Stored data

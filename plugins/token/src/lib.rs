// plugins/token/src/lib.rs
use std::sync::Arc;

use agent_actions_core::{Action, ActionProvider, Agent, Network};
use anyhow::Result;
use async_trait::async_trait;
use bigdecimal::BigDecimal;
use solana_sdk::pubkey::Pubkey;

mod actions;

pub use actions::{GetBalanceAction, GetWalletDetailsAction, TransferAction};

pub const PROVIDER_NAME: &str = "token";

/// The chain-side operations the token actions need.
///
/// Implementations own RPC access and signing; amounts are exact decimals in
/// whole-token units.
#[async_trait]
pub trait TokenActions: Send + Sync {
    async fn transfer(
        &self,
        agent: &Agent,
        to: Pubkey,
        amount: BigDecimal,
        mint: Option<Pubkey>,
    ) -> Result<String>;

    async fn get_balance(&self, agent: &Agent, owner: Pubkey, mint: Option<Pubkey>) -> Result<BigDecimal>;
}

/// Wallet and token actions for Solana networks.
pub struct TokenProvider {
    actions: Vec<Arc<dyn Action>>,
}

impl TokenProvider {
    pub fn new(backend: Arc<dyn TokenActions>) -> Self {
        let actions: Vec<Arc<dyn Action>> = vec![
            Arc::new(GetWalletDetailsAction::new()),
            Arc::new(GetBalanceAction::new(backend.clone())),
            Arc::new(TransferAction::new(backend)),
        ];
        Self { actions }
    }
}

impl ActionProvider for TokenProvider {
    fn name(&self) -> &str {
        PROVIDER_NAME
    }

    fn actions(&self) -> &[Arc<dyn Action>] {
        &self.actions
    }

    fn supports_network(&self, network: &Network) -> bool {
        network.is_solana()
    }
}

▶ **Try it**: Scan the data for the string "plugins" and copy each line in which it occurs.

▶ **Answer space**:
filename plugins/token/src/lib.rs
// plugins/token/src/lib.rs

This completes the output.